Coupant dans le vif, le V-Dem Report des Suédois, reposant sur des données empiriques, classe désormais Maurice dans la liste des Top 10 «Autocratising Countries» (nous passons de «Liberal Democracy» à «Electoral Democracy»). En jargon plus simple, nous sommes perçus par ceux qui font des études comparatives sur les différents systèmes démocratiques de par le monde comme étant un pays qui ne fait qu’organiser des élections tous les cinq ans, avec peu ou prou d’institutions indépendantes, capables d’assurer les «checks and balances» critiques au fonctionnement d’une démocratie au jour le jour. «Blatant examples are Parliament, non-respect of political opponents, an ineffectual state, non-independent anticorruption bodies, function of the central bank and the list goes on (...) as a matter of fact, Mauritius has registered a 0,23 drop in the last decade – an important swing», explique l’un des Democracy Scholars qui suivent notre pays de près, surtout depuis qu’on avait raflé la première place au tableau de Mo Ibrahim en Afrique (il y a une quinzaine d’années de cela).
Parallèlement en cette même année 2021, une autre mauvaise nouvelle nous tombe dessus: après la liste grise du GAFI et la liste noire de l’Union européenne, Maurice figure désormais sur la nouvelle liste britannique des High Risk Third Countries. Donc, après les pays européens et l’Inde, la juridiction mauricienne sera soumise à une «enhanced due diligence» en Grande-Bretagne. Le gouvernement réalise que ces indicateurs démocratiques, économiques et financiers sont sérieux, mais il tente de les minimiser et cherche des boucs émissaires, dont la presse qualifiée d’«antipatriotique».
ACTE II. Le rapport de V-Dem, publié en mars 2022, relève qu’il y a 15 pays qui se démocratisent et 32 qui s’autocratisent. Madagascar, Malawi, Seychelles et Gambie sont les seuls quatre pays en Afrique subsaharienne qui ont connu des gains démocratiques.
Fait notable : plus du double – 11 pays de la région – ont régressé par rapport à 2011 : Bénin, Botswana, Burundi, Comores, Ghana, Côte d’Ivoire, Mali, Maurice, Mozambique, Tanzanie et Zambie.
Donc, au lieu de prendre le carton rouge de V-Dem, brandi en avril 2021, en considération, le régime de Pravind Jugnauth continue de faire du tort à l’état de notre démocratie, notamment en refusant de nous donner une Freedom of Information Act, une télévision libre et privée, une réforme électorale pour se débarrasser des critères ethniques, qui nous retiennent en arrière. À la place, nous avons une armée de chatwas, qui pullulent dans nos ministères, corps parapublics, compagnies publiques, ambassades, aux frais des contribuables.
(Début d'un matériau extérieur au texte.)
use async_trait::async_trait;
use log::debug;

use crate::model::{
    ClientIndex, FileAttachment, ImageRef, RemoteVariant, RowDescriptor, SubmissionPayload,
    VariantRow,
};

/// Hands a built payload to the backend and returns its authoritative row set
#[async_trait]
pub trait SubmissionTransport: Send + Sync {
    async fn submit(&self, payload: &SubmissionPayload) -> anyhow::Result<Vec<RemoteVariant>>;
}

/// Serializes rows and staged images into one multipart submission
pub struct SubmissionBuilder {
    image_field_prefix: String,
}

impl SubmissionBuilder {
    pub fn new(image_field_prefix: impl Into<String>) -> Self {
        Self {
            image_field_prefix: image_field_prefix.into(),
        }
    }

    /// Form field name that carries the image bytes of the row with
    /// `client_index`
    pub fn image_field_name(&self, client_index: ClientIndex) -> String {
        format!("{}{}", self.image_field_prefix, client_index)
    }

    pub fn build(&self, rows: &[VariantRow], removed_image_paths: &[String]) -> SubmissionPayload {
        let mut attachments = Vec::new();
        let descriptors: Vec<RowDescriptor> = rows
            .iter()
            .map(|row| {
                let image_pointer = match &row.image {
                    Some(ImageRef::Stored { url, remote_path }) => Some(if remote_path.is_empty() {
                        url.clone()
                    } else {
                        remote_path.clone()
                    }),
                    Some(ImageRef::Pending { file, .. }) => {
                        attachments.push(FileAttachment {
                            field_name: self.image_field_name(row.client_index),
                            client_index: row.client_index,
                            file: file.clone(),
                        });
                        None
                    }
                    None => None,
                };

                RowDescriptor {
                    client_index: row.client_index,
                    parts: row.parts.clone(),
                    price_extra: row.price_extra.clone(),
                    sku: row.sku.clone(),
                    quantity: coerce_quantity(&row.quantity),
                    server_id: row.server_id.clone(),
                    image_pointer,
                }
            })
            .collect();

        debug!(
            "Built submission: {} rows, {} image parts, {} removals",
            descriptors.len(),
            attachments.len(),
            removed_image_paths.len()
        );

        SubmissionPayload {
            rows: descriptors,
            attachments,
            removed_image_paths: removed_image_paths.to_vec(),
        }
    }
}

/// Parse an operator-entered quantity. Empty, unparsable and non-finite
/// input becomes 0; integral values are emitted as JSON integers.
pub fn coerce_quantity(raw: &str) -> serde_json::Number {
    let value = raw.trim().parse::<f64>().ok().filter(|v| v.is_finite()).unwrap_or(0.0);
    if value.fract() == 0.0 && value.abs() < i64::MAX as f64 {
        serde_json::Number::from(value as i64)
    } else {
        serde_json::Number::from_f64(value).unwrap_or_else(|| serde_json::Number::from(0))
    }
}

#[cfg(test)]
mod tests {
    use super::*;
    use crate::model::{FormPart, LocalFile, PartRef, REMOVED_IMAGES_FIELD, VARIANTS_FIELD};

    fn row(value: &str, client_index: ClientIndex) -> VariantRow {
        VariantRow::draft(
            format!("Color:{}", value),
            vec![PartRef::new("Color", "Color", value, value)],
            client_index,
        )
    }

    #[test]
    fn test_quantity_coercion() {
        assert_eq!(coerce_quantity("12"), serde_json::Number::from(12));
        assert_eq!(coerce_quantity(" 3 "), serde_json::Number::from(3));
        assert_eq!(coerce_quantity(""), serde_json::Number::from(0));
        assert_eq!(coerce_quantity("lots"), serde_json::Number::from(0));
        assert_eq!(coerce_quantity("inf"), serde_json::Number::from(0));
        assert_eq!(coerce_quantity("NaN"), serde_json::Number::from(0));
        assert_eq!(coerce_quantity("2.5").as_f64(), Some(2.5));
    }

    #[test]
    fn test_build_descriptors_and_attachments() {
        let mut pending = row("Red", 3);
        pending.sku = "RED".to_string();
        pending.quantity = "5".to_string();
        pending.image = Some(ImageRef::Pending {
            file: LocalFile::new("red.png", "image/png", vec![1, 2, 3]),
            preview_url: "blob:variant-preview/x".to_string(),
        });

        let mut stored = row("Blue", 7);
        stored.server_id = Some("55".to_string());
        stored.image = Some(ImageRef::Stored {
            url: "https://cdn.example/blue.png".to_string(),
            remote_path: "variants/blue.png".to_string(),
        });

        let builder = SubmissionBuilder::new("variant_image_");
        let payload = builder.build(&[pending, stored, row("Green", 9)], &["variants/old.png".to_string()]);

        assert_eq!(payload.rows.len(), 3);
        assert_eq!(payload.rows[0].image_pointer, None);
        assert_eq!(payload.rows[0].quantity, serde_json::Number::from(5));
        assert_eq!(payload.rows[1].image_pointer.as_deref(), Some("variants/blue.png"));
        assert_eq!(payload.rows[1].server_id.as_deref(), Some("55"));
        assert_eq!(payload.rows[2].image_pointer, None);

        assert_eq!(payload.attachments.len(), 1);
        let attachment = payload.attachment_for(3).unwrap();
        assert_eq!(attachment.field_name, "variant_image_3");
        assert_eq!(attachment.file.bytes, vec![1, 2, 3]);
        assert_eq!(payload.removed_image_paths, vec!["variants/old.png".to_string()]);
    }

    #[test]
    fn test_descriptor_json_shape() {
        let mut stored = row("Blue", 1);
        stored.image = Some(ImageRef::Stored {
            url: "https://cdn.example/blue.png".to_string(),
            remote_path: "variants/blue.png".to_string(),
        });
        let payload = SubmissionBuilder::new("variant_image_").build(&[stored], &[]);
        let json = serde_json::to_value(&payload.rows).unwrap();
        assert_eq!(
            json,
            serde_json::json!([{
                "clientIndex": 1,
                "parts": [{"groupId": "Color", "groupName": "Color", "value": "Blue", "valueLabel": "Blue"}],
                "priceExtra": "0",
                "sku": "",
                "quantity": 0,
                "imagePointer": "variants/blue.png"
            }])
        );
    }

    #[test]
    fn test_form_parts_order() {
        let mut pending = row("Red", 4);
        pending.image = Some(ImageRef::Pending {
            file: LocalFile::new("red.png", "image/png", vec![9]),
            preview_url: "blob:variant-preview/y".to_string(),
        });
        let payload = SubmissionBuilder::new("variant_image_").build(&[pending], &[]);
        let parts = payload.form_parts().unwrap();

        let names: Vec<&str> = parts.iter().map(|p| p.name()).collect();
        assert_eq!(names, vec![VARIANTS_FIELD, REMOVED_IMAGES_FIELD, "variant_image_4"]);
        match &parts[2] {
            FormPart::File { file_name, content_type, bytes, .. } => {
                assert_eq!(file_name, "red.png");
                assert_eq!(content_type, "image/png");
                assert_eq!(bytes, &vec![9]);
            }
            other => panic!("expected file part, got {:?}", other),
        }
    }
}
Et qui applaudissent Pravind Jugnauth matin, midi et soir.
Les avancées démocratiques des derniers 30 ans sont aujourd’hui anéanties. Le nombre de «démocraties libérales» a chuté à 34 en 2021, soit le plus faible nombre depuis 26 ans, alors que les autocraties sont passées de 25 à 30 entre 2020-2021. L’autocratie électorale reste le régime le plus répandu dans le monde – 60 pays. Ces autocraties abritent désormais 70 % de la population mondiale, soit 5,4 milliards de personnes.
Un nombre record de 35 États souffrent de sérieux déficits en termes de liberté d’expression aux mains des gouvernements. Il y a dix ans, il n’y en avait que cinq. Autre tendance inquiétante : l’autonomie des organes de gestion électorale a été sapée de manière continue par les gouvernements qui placent des «yes men», qui caressent les dirigeants dans le sens du poil.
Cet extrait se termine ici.